The Caveman’s Essential Nutrients #1: Calcium



Calcium Rich Foods
When it comes to your body, there are a couple of essential nutrients that all of us need but probably aren’t getting enough of. With that in mind, your favorite caveman Scratch is here to give you a crash-course in what our bodies need not just to get by, but also to function at top form. One of the absolutely essential nutrients that we all need is calcium.

Now, most of us probably start our mornings off in a similar way – a nice cup of coffee, maybe some cream, and a bowl of cereal. For a lot of us, our milk intake stops there and we just don’t drink any more milk for the rest of the day. Hate to break it to you, Rockheads, but that cup of milk you take in with your Frosted Flakes just ain’t enough for your body. On average, people should try to get in at least 1,000 milligrams of calcium a day. A single eight-ounce glass of milk only contains about 300 milligrams of calcium. Surprised? So are a lot of Americans. More than 50% of men and nearly 80% of women over the age of twenty in this country aren’t getting enough calcium.

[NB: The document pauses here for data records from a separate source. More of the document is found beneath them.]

// Copyright (c) 2025-2026 Adrian Robinson. Licensed under the AGPL-3.0.
// See LICENSE file in the project root for full license text.

//! How each kind of queued mutation is replayed.
//!
//! A policy turns an entry into its ordered remote steps, decides what an
//! HTTP status means, and says what the cache should look like afterwards.
//!
//! Steps carry a fixed `index`. An entry's `cursor` is the number of steps
//! the remote side has acknowledged, so replay resumes at the first step
//! whose index is `>= cursor`. Steps that need an id produced by an earlier
//! create step are only returned once `target_id` is known, which is why the
//! drain asks for the steps again after every acknowledged step.

mod policies;

pub use policies::{
    ApprovalActionPolicy, FormResponsePolicy, SerialGenerationPolicy, SignaturePolicy,
};

use serde_json::Value;

use crate::cache::CacheClass;
use crate::queue::{QueueEntry, QueueName};
use crate::remote::{Method, RemoteResponse};

#[derive(Debug, Clone, Copy, PartialEq, Eq, Hash)]
pub enum StepKind {
    UpdateApprovalStatus,
    SaveResponse,
    SaveAnswers,
    AssociateSerials,
    UploadSignature,
    GenerateSerial,
}

impl StepKind {
    #[must_use]
    pub fn as_str(&self) -> &'static str {
        match self {
            Self::UpdateApprovalStatus => "update-approval-status",
            Self::SaveResponse => "save-response",
            Self::SaveAnswers => "save-answers",
            Self::AssociateSerials => "associate-serials",
            Self::UploadSignature => "upload-signature",
            Self::GenerateSerial => "generate-serial",
        }
    }
}

/// One remote request of a mutation.
#[derive(Debug, Clone, PartialEq)]
pub struct Step {
    pub index: u32,
    pub kind: StepKind,
    pub method: Method,
    pub path: String,
    pub body: Value,
    /// Send the entry's attachments with this step
    pub with_attachments: bool,
}

impl Step {
    pub fn post(index: u32, kind: StepKind, path: impl Into<String>, body: Value) -> Self {
        Self {
            index,
            kind,
            method: Method::Post,
            path: path.into(),
            body,
            with_attachments: false,
        }
    }

    #[must_use]
    pub fn with_attachments(mut self) -> Self {
        self.with_attachments = true;
        self
    }

    /// `{entry_id}:{step_index}`. Stable across replays of the same step.
    #[must_use]
    pub fn idempotency_key(&self, entry: &QueueEntry) -> String {
        format!("{}:{}", entry.id, self.index)
    }
}

#[derive(Debug, Clone, Copy, PartialEq, Eq)]
pub enum Disposition {
    Success,
    /// Try again later; the entry stays queued
    Retryable,
    /// The remote side refused it; retrying won't help
    Permanent,
}

/// Authoritative state to write into the cache after a successful replay.
#[derive(Debug, Clone, PartialEq)]
pub struct CacheUpdate {
    pub key: String,
    pub class: CacheClass,
    pub value: Value,
}

/// The entry can't be turned into requests at all.
#[derive(Debug, Clone, PartialEq, thiserror::Error)]
#[error("cannot build request for {queue}: {reason}")]
pub struct PolicyError {
    pub queue: QueueName,
    pub reason: String,
}

/// 2xx success; 408, 425, 429 and 5xx retryable; every other status permanent.
#[must_use]
pub fn default_classify(status: u16) -> Disposition {
    match status {
        200..=299 => Disposition::Success,
        408 | 425 | 429 | 500..=599 => Disposition::Retryable,
        _ => Disposition::Permanent,
    }
}

pub trait ReconciliationPolicy: Send + Sync {
    fn queue(&self) -> QueueName;

    /// Every step applicable to the entry as it stands, in order.
    fn steps(&self, entry: &QueueEntry) -> Result<Vec<Step>, PolicyError>;

    fn classify(&self, status: u16) -> Disposition {
        default_classify(status)
    }

    /// Id of an entity created by `step`, taken from its response.
    fn created_target(&self, _step: &Step, _response: &RemoteResponse) -> Option<String> {
        None
    }

    /// Cache state once every step has been acknowledged. `response` is the last step's.
    fn fold(&self, entry: &QueueEntry, response: &RemoteResponse) -> Option<CacheUpdate>;
}

/// The policy for a queue.
#[must_use]
pub fn policy_for(queue: QueueName) -> &'static dyn ReconciliationPolicy {
    match queue {
        QueueName::ApprovalAction => &ApprovalActionPolicy,
        QueueName::FormResponse => &FormResponsePolicy,
        QueueName::Signature => &SignaturePolicy,
        QueueName::SerialGeneration => &SerialGenerationPolicy,
    }
}

/// First step still to send, given what the entry has had acknowledged.
pub fn next_step(
    policy: &dyn ReconciliationPolicy,
    entry: &QueueEntry,
) -> Result<Option<Step>, PolicyError> {
    Ok(policy
        .steps(entry)?
        .into_iter()
        .find(|step| step.index >= entry.cursor))
}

But why exactly is calcium important? Well, for one, it builds strong bones and teeth. If you don’t think that’s important, just wait until you hit your mid-fifties and have osteoporosis bangin’ down your door. Shockingly, over 55% of Americans over the age of 50 are afflicted with osteoporosis – making it the most frequently occurring bone disease in the United States. You may not know this, but your bones are constantly being broken down and rebuilt. When you get older, your bones break down more quickly and repair themselves much more slowly. Calcium helps boost rebuilding and keeps your bones strong. This is especially important for postmenopausal women.

But bone health isn’t the only thing that good ol’ calcium helps out with. Calcium improves other bodily functions like muscle contraction, blood vessel contraction and expansion, hormone secretion, enzyme secretion, and nervous system function.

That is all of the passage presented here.